There are many, many different web browsers intended for different usage styles, and as our article on Firefox variants shows, there is a market for them. Though we chose Light as the best all-round option in the comparison given how it refines the familiar Firefox base, it appears that one of the more infamous projects is still very active.
This project is, of course, K-Meleon. Stories abounded in late 2012 about how development had halted, though nothing could be further from the truth. Thus, it seemed only fair to take a long, hard look at the browser that wants to do everything by default.
In brief, K-Meleon is another browser with links to Firefox, but with its own distinct approach. Is it worth the effort, or is it just another name in a list spanning dozens?
K-Meleon’s appearance differs radically from anything you would immediately connect to Firefox. The UI distances itself from Strata and Australis (the two default Firefox UIs of the past few years), taking its own path instead. Initial impressions, understandably, are that the UI is “busier.” There are few areas of empty space, having instead been replaced with buttons.
In truth, the same could be done with Firefox. K-Meleon simply puts a lot of buttons on display at once. It’s an interesting contrast to more modern software design, and everyone might not like this older-fashioned layout. Should that be the case, the UI can be heavily modified; everything can be dragged to a new position, should you wish it.
By default, K-Meleon comes with a handful of differently-sized themes, as well as the “Klassik” option, which bears some resemblance to older versions of Internet Explorer due to its icons.
K-Meleon shares quite a few features with Firefox but brings a few that the more popular browser doesn’t have by default. One example, which we previously covered, is the ability to change your browser’s user agent in order to load websites differently or force compatibility. We explained how to do this in the main browser, though K-Meleon includes this feature as standard.
K-Meleon includes a session manager as well as many other defaults: one obvious example is the variety of “Mouse Accelerators.” If you’ve ever noticed your mouse feels “better” in some software, it may well be due to a specific type of accelerator that K-Meleon could let you replicate. It’s almost needlessly in-depth, yet it’s the kind of thing that perfectly reflects the developer’s end goal of giving a user control over every facet of the software.

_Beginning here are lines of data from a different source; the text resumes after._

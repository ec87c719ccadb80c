//! Non-interactive UI for CI/headless environments.

use std::collections::HashMap;

use crate::error::{PrepareError, Result};

use super::prompts::{parse_bool_default, split_selection};
use super::theme::PrepareTheme;
use super::{Prompt, PromptResult, PromptType, SpinnerHandle, UserInterface};

/// Prefix for environment variables that answer prompts.
pub const PROMPT_ENV_PREFIX: &str = "PREPARE_PROMPT_";

/// UI implementation for non-interactive mode.
///
/// Prompts are answered from `PREPARE_PROMPT_<KEY>` environment variables,
/// falling back to the prompt's default. With the default menu selection
/// being "already installed tools", a headless run installs nothing new
/// unless told to.
pub struct NonInteractiveUI {
    env_overrides: HashMap<String, String>,
    theme: PrepareTheme,
}

impl NonInteractiveUI {
    /// Create a new non-interactive UI.
    pub fn from_env() -> Self {
        let env_overrides: HashMap<String, String> = std::env::vars()
            .filter(|(k, _)| k.starts_with(PROMPT_ENV_PREFIX))
            .collect();

        Self::with_overrides(env_overrides)
    }

    /// Create with explicit overrides (for testing).
    pub fn with_overrides(overrides: HashMap<String, String>) -> Self {
        Self {
            env_overrides: overrides,
            theme: PrepareTheme::plain(),
        }
    }

    fn answer(&self, prompt: &Prompt, value: Option<&str>) -> Result<PromptResult> {
        match &prompt.prompt_type {
            PromptType::Confirm => Ok(PromptResult::Bool(parse_bool_default(value, false))),
            PromptType::MultiSelect { .. } => Ok(PromptResult::Strings(split_selection(value))),
        }
    }
}

impl UserInterface for NonInteractiveUI {
    fn message(&mut self, msg: &str) {
        println!("{}", msg);
    }

    fn success(&mut self, msg: &str) {
        println!("{}", self.theme.format_success(msg));
    }

    fn warning(&mut self, msg: &str) {
        eprintln!("{}", self.theme.format_warning(msg));
    }

    fn error(&mut self, msg: &str) {
        eprintln!("{}", self.theme.format_error(msg));
    }

    fn prompt(&mut self, prompt: &Prompt) -> Result<PromptResult> {
        let env_key = format!("{}{}", PROMPT_ENV_PREFIX, prompt.key.to_uppercase());
        if let Some(value) = self.env_overrides.get(&env_key) {
            return self.answer(prompt, Some(value));
        }

        if let PromptType::MultiSelect { defaults, .. } = &prompt.prompt_type {
            return Ok(PromptResult::Strings(defaults.clone()));
        }

        if let Some(default) = &prompt.default {
            return self.answer(prompt, Some(default));
        }

        Err(PrepareError::Other(anyhow::anyhow!(
            "Cannot prompt for '{}' in non-interactive mode (no default value)",
            prompt.key
        )))
    }

    fn start_spinner(&mut self, message: &str) -> Box<dyn SpinnerHandle> {
        println!("⌛ {}", message);
        Box::new(LineSpinner::new(self.theme.clone()))
    }
}

/// Spinner that prints only its final line.
pub(crate) struct LineSpinner {
    theme: PrepareTheme,
}

impl LineSpinner {
    pub(crate) fn new(theme: PrepareTheme) -> Self {
        Self { theme }
    }
}

impl SpinnerHandle for LineSpinner {
    fn finish_success(&mut self, msg: &str) {
        println!("{}", self.theme.format_success(msg));
    }

    fn finish_error(&mut self, msg: &str) {
        eprintln!("{}", self.theme.format_error(msg));
    }
}
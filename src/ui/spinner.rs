//! Hourglass progress indicator.
//!
//! The indicator repaints a single status line while a blocking child
//! process runs. It only affects display: install results never depend on
//! it. The animation thread is stopped and joined before the line is
//! finished, so no repaint can land after the final status message.
//!
//! Both the animation and the final line go to the terminal the rest of
//! the UI writes to.

use console::Term;
use indicatif::{ProgressBar, ProgressDrawTarget, ProgressStyle};
use std::io::Write;
use std::sync::atomic::{AtomicBool, Ordering};
use std::sync::Arc;
use std::thread::{self, JoinHandle};
use std::time::{Duration, SystemTime, UNIX_EPOCH};

use super::theme::PrepareTheme;
use super::SpinnerHandle;

/// Delay between repaints.
pub const FRAME_INTERVAL: Duration = Duration::from_millis(300);

/// Animation frames, selected by wall-clock second.
pub const HOURGLASS_FRAMES: [&str; 4] = ["⌛", "⌛⌛", "⌛⌛⌛", "⌛⌛⌛⌛"];

/// Frame to show at `now`.
pub fn hourglass_frame(now: SystemTime) -> &'static str {
    let secs = now
        .duration_since(UNIX_EPOCH)
        .map(|d| d.as_secs())
        .unwrap_or(0);
    HOURGLASS_FRAMES[(secs % HOURGLASS_FRAMES.len() as u64) as usize]
}

fn line_style(template: &str) -> ProgressStyle {
    ProgressStyle::default_spinner()
        .template(template)
        .unwrap_or_else(|_| ProgressStyle::default_spinner())
}

/// An animated status line for a long-running install.
pub struct HourglassSpinner {
    bar: ProgressBar,
    term: Term,
    stop: Arc<AtomicBool>,
    animator: Option<JoinHandle<()>>,
    theme: PrepareTheme,
}

impl HourglassSpinner {
    /// Start animating `message` ("⌛ Installing Go ⌛⌛") on `term`.
    pub fn new(message: &str, term: Term) -> Self {
        let bar = ProgressBar::with_draw_target(None, ProgressDrawTarget::term(term.clone(), 20));
        bar.set_style(line_style("⌛ {msg} {prefix}"));
        bar.set_message(message.to_string());
        bar.set_prefix(hourglass_frame(SystemTime::now()));

        let stop = Arc::new(AtomicBool::new(false));
        let animator = {
            let bar = bar.clone();
            let stop = Arc::clone(&stop);
            thread::spawn(move || {
                while !stop.load(Ordering::Relaxed) {
                    bar.set_prefix(hourglass_frame(SystemTime::now()));
                    bar.tick();
                    thread::sleep(FRAME_INTERVAL);
                }
            })
        };

        Self {
            bar,
            term,
            stop,
            animator: Some(animator),
            theme: PrepareTheme::detect(),
        }
    }

    /// Whether the animation thread is still owned by this spinner.
    pub fn is_animating(&self) -> bool {
        self.animator.is_some()
    }

    fn stop_animation(&mut self) {
        self.stop.store(true, Ordering::Relaxed);
        if let Some(handle) = self.animator.take() {
            if handle.join().is_err() {
                tracing::debug!("Spinner animation thread panicked");
            }
        }
    }

    fn finish_with(&mut self, line: String) {
        self.stop_animation();
        self.bar.finish_and_clear();
        writeln!(self.term, "{}", line).ok();
    }
}

impl SpinnerHandle for HourglassSpinner {
    fn finish_success(&mut self, msg: &str) {
        let line = self.theme.format_success(msg);
        self.finish_with(line);
    }

    fn finish_error(&mut self, msg: &str) {
        let line = self.theme.format_error(msg);
        self.finish_with(line);
    }
}

impl Drop for HourglassSpinner {
    fn drop(&mut self) {
        self.stop_animation();
        if !self.bar.is_finished() {
            self.bar.finish_and_clear();
        }
    }
}
//! Runtime configuration.
//!
//! prepare has no configuration file. Behavior is driven by global CLI
//! flags (see [`crate::cli::Cli`]) and by a [`HostConfig`] snapshot of the
//! environment taken once at startup.

pub mod host;

pub use host::HostConfig;
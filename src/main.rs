//! prepare CLI entry point.

use std::process::ExitCode;

use clap::Parser;
use prepare::cli::{Cli, CommandDispatcher};
use prepare::config::HostConfig;
use prepare::installers::{InstallContext, InstallerRegistry};
use prepare::shell::{is_ci, SystemRunner};
use prepare::ui::{create_ui, OutputMode};
use tracing_subscriber::{fmt, prelude::*, EnvFilter};

/// Initialize the tracing subscriber for logging.
///
/// Log level is controlled by:
/// 1. `--debug` flag sets level to DEBUG
/// 2. `RUST_LOG` environment variable (if set)
/// 3. Default is INFO
fn init_tracing(debug: bool) {
    let filter = if debug {
        EnvFilter::new("prepare=debug")
    } else {
        EnvFilter::try_from_default_env().unwrap_or_else(|_| EnvFilter::new("prepare=info"))
    };

    tracing_subscriber::registry()
        .with(fmt::layer().with_target(false))
        .with(filter)
        .init();
}

fn main() -> ExitCode {
    // Help and --version go to stdout and succeed; usage errors exit 1
    let cli = match Cli::try_parse() {
        Ok(cli) => cli,
        Err(e) => {
            if let Err(io) = e.print() {
                eprintln!("{}", io);
            }
            return if e.use_stderr() {
                ExitCode::from(1)
            } else {
                ExitCode::SUCCESS
            };
        }
    };
    init_tracing(cli.debug);

    tracing::debug!("prepare starting with args: {:?}", cli);

    let output_mode = if cli.quiet {
        OutputMode::Quiet
    } else {
        OutputMode::Normal
    };

    // Handle --no-color
    if cli.no_color {
        std::env::set_var("NO_COLOR", "1");
    }

    let host = HostConfig::from_env();
    let registry = InstallerRegistry::builtin();
    let runner = SystemRunner::new();

    let mut ui = create_ui(!is_ci(), output_mode);

    let dispatcher = CommandDispatcher::new(&registry, InstallContext::new(&host, &runner));

    match dispatcher.dispatch(&cli, ui.as_mut()) {
        Ok(result) => ExitCode::from(result.exit_status()),
        Err(e) => {
            ui.error(&format!("Error: {}", e));
            ExitCode::from(1)
        }
    }
}
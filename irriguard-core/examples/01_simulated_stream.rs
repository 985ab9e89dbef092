//! Simulated irrigation stream
//!
//! Drives a full ingestion context from the synthetic pump engine and prints
//! each processed sample. Accepts the engine's CLI flags:
//!
//! ```text
//! cargo run --example 01_simulated_stream -- --duration 30 --interval 500 --pump-pattern 4:8
//! ```

use std::thread;
use std::time::Duration;

use irriguard_core::{StreamContext, SynthConfig, SyntheticSampleEngine};

fn main() {
    env_logger::init();

    let cfg = match SynthConfig::from_args(std::env::args().skip(1)) {
        Ok(cfg) => cfg,
        Err(e) => {
            eprintln!("error: {}", e);
            std::process::exit(2);
        }
    };

    let interval = Duration::from_millis(cfg.tick_interval_ms);
    let total_ticks = cfg
        .duration_secs
        .map(|secs| (secs * 1000).div_ceil(cfg.tick_interval_ms))
        .unwrap_or(30);

    let mut engine = SyntheticSampleEngine::new(cfg);
    let mut ctx = StreamContext::builder().build();

    ctx.subscribe_notifications(|n| {
        println!("  [{}] #{} {}", n.severity.as_str(), n.id, n.message);
    });

    println!("tick  pump  flow L/s  total L  moisture %");
    for _ in 0..total_ticks {
        let raw = engine.tick();
        if let Some(p) = ctx.ingest(&raw) {
            println!(
                "{:>5}  {:>4}  {:>8.2}  {:>7.2}  {:>10.1}",
                p.canonical.ts_millis % 100_000,
                if p.canonical.pump_on { "ON" } else { "off" },
                p.water.instantaneous_lps,
                p.water.cumulative_liters,
                p.display.soil_moisture.unwrap_or(0.0),
            );
        }
        thread::sleep(interval);
    }

    let stats = ctx.normalizer_stats();
    println!(
        "\naccepted {} samples, dropped {}, {} notifications",
        stats.accepted,
        stats.dropped,
        ctx.log().len()
    );
}
//! Composite stream client
//!
//! Runs the push and pull transports together and funnels everything they
//! decode into one sink, in arrival order. Push is preferred for latency;
//! pull runs alongside it (or alone) at a fixed cadence, covering broker
//! outages. Overlap between the two is resolved downstream by the core's
//! ordering gate, so this layer never deduplicates.
//!
//! Stopping is cooperative: [`StopHandle::stop`] tells both transports to
//! wind down and the delivery loop drains whatever is already in flight.

use tokio::sync::{mpsc, watch};
use tokio::time::MissedTickBehavior;

use irriguard_core::RawSample;

use crate::http::{PullClient, PullConfig};
use crate::mqtt::{MqttSubscriber, PushConfig};
use crate::{ConnectorError, SampleSink};

/// Capacity of the transport-to-sink channel
const DELIVERY_BUFFER: usize = 64;

/// Composite client configuration
#[derive(Debug, Clone, Default)]
pub struct StreamConfig {
    /// Push transport; preferred when configured
    pub push: Option<PushConfig>,
    /// Pull transport; fallback or parallel source
    pub pull: Option<PullConfig>,
    /// Pull poll cadence in milliseconds
    pub poll_interval_ms: u64,
}

impl StreamConfig {
    /// Start from defaults: no transports, 1 s poll cadence
    pub fn new() -> Self {
        Self {
            push: None,
            pull: None,
            poll_interval_ms: 1000,
        }
    }

    /// Configure the push transport
    pub fn push(mut self, config: PushConfig) -> Self {
        self.push = Some(config);
        self
    }

    /// Configure the pull transport
    pub fn pull(mut self, config: PullConfig) -> Self {
        self.pull = Some(config);
        self
    }

    /// Override the pull poll cadence
    pub fn poll_interval_ms(mut self, ms: u64) -> Self {
        self.poll_interval_ms = ms.max(1);
        self
    }
}

/// Requests a cooperative stop of a running [`StreamClient`]
#[derive(Debug)]
pub struct StopHandle {
    tx: watch::Sender<bool>,
}

impl StopHandle {
    /// Ask the client to stop; idempotent
    pub fn stop(&self) {
        let _ = self.tx.send(true);
    }
}

/// Feeds one sink from the configured transports until stopped
#[derive(Debug)]
pub struct StreamClient {
    config: StreamConfig,
    pull: Option<PullClient>,
    stop_rx: watch::Receiver<bool>,
}

impl StreamClient {
    /// Build a client and its stop handle
    ///
    /// At least one transport must be configured.
    pub fn new(config: StreamConfig) -> Result<(Self, StopHandle), ConnectorError> {
        if config.push.is_none() && config.pull.is_none() {
            return Err(ConnectorError::Config(
                "at least one of push or pull must be configured".into(),
            ));
        }

        let pull = match &config.pull {
            Some(cfg) => Some(PullClient::new(cfg.clone())?),
            None => None,
        };

        let (tx, stop_rx) = watch::channel(false);
        Ok((
            Self {
                config,
                pull,
                stop_rx,
            },
            StopHandle { tx },
        ))
    }

    /// Run both transports, delivering every decoded sample to `sink`
    ///
    /// Returns when a stop is requested and in-flight samples are drained.
    pub async fn run<S: SampleSink>(self, mut sink: S) {
        let (samples_tx, mut samples_rx) = mpsc::channel::<RawSample>(DELIVERY_BUFFER);

        let push_task = self.config.push.clone().map(|push_cfg| {
            let tx = samples_tx.clone();
            let mut stop = self.stop_rx.clone();
            tokio::spawn(async move {
                let mut subscriber = MqttSubscriber::new(push_cfg);
                let mut forward = move |sample: RawSample| {
                    if let Err(e) = tx.try_send(sample) {
                        log::warn!("dropping push sample, sink is behind: {}", e);
                    }
                };
                if let Err(e) = subscriber.run(&mut stop, &mut forward).await {
                    log::error!("push transport stopped: {}", e);
                }
            })
        });

        let pull_task = self.pull.map(|client| {
            let tx = samples_tx;
            let mut stop = self.stop_rx.clone();
            let interval_ms = self.config.poll_interval_ms;
            tokio::spawn(async move {
                let mut ticker =
                    tokio::time::interval(std::time::Duration::from_millis(interval_ms));
                ticker.set_missed_tick_behavior(MissedTickBehavior::Skip);
                loop {
                    tokio::select! {
                        changed = stop.changed() => {
                            if changed.is_err() || *stop.borrow() {
                                return;
                            }
                        }
                        _ = ticker.tick() => match client.fetch_latest().await {
                            Ok(sample) => {
                                if tx.send(sample).await.is_err() {
                                    return;
                                }
                            }
                            Err(e) => log::warn!("poll failed: {}", e),
                        }
                    }
                }
            })
        });

        let mut stop = self.stop_rx.clone();
        loop {
            tokio::select! {
                maybe = samples_rx.recv() => match maybe {
                    Some(sample) => sink.deliver(sample),
                    None => break,
                },
                changed = stop.changed() => {
                    if changed.is_err() || *stop.borrow() {
                        break;
                    }
                }
            }
        }

        // Drain what the transports already decoded before they wound down.
        while let Ok(sample) = samples_rx.try_recv() {
            sink.deliver(sample);
        }

        if let Some(task) = push_task {
            task.abort();
            let _ = task.await;
        }
        if let Some(task) = pull_task {
            task.abort();
            let _ = task.await;
        }
    }
}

Another feature – which can be added to Firefox via the Open Download extension – is a button to open files instead of saving them. You will have no doubt realized that, of the major browsers presently available, none include this feature by default apart from Internet Explorer. Why they do not include this button is unclear, since it can be highly convenient for installing software.
Though K-Meleon’s origins are shared with Firefox, this does not ensure compatibility between the two. All previously examined browsers would have been able to use Firefox add-ons freely given the extent of their similarity – K-Meleon differs here, just as it does in so many other ways.
As previously mentioned, K-Meleon comes with a number of different themes by default. It will not work with themes designed for Firefox, nor will its themes work in Firefox. The two differ so radically that they will not be able to share add-on compatibility easily; even the mainstay extensions of Firefox, such as AdBlock Plus and Stylish, will not play nicely with K-Meleon. It is possible to find themes for K-Meleon, though it is much more laborious given the small number of options available. It is, after all, a much more niche browser.
K-Meleon is an interesting prospect given how much it does out-of-the-box, but we’re not sure that you should be moving to it full-time. While it has an enormous number of features by default, it’s not as user-friendly as Firefox, and it’s not as enticing as it first sounds due to the lack of extension compatibility. Third-party customisation is limited; this has always been the real meat of Firefox modifications, and K-Meleon definitely suffers in its position.
If you’re looking to change your web browser and you’d like something similar to Firefox, we still endorse Light as an option, just as we did recently. K-Meleon does a lot, but it doesn’t do enough for the average web user to pose a threat. It’s a fun prospect to play with, but ultimately, that’s all it is.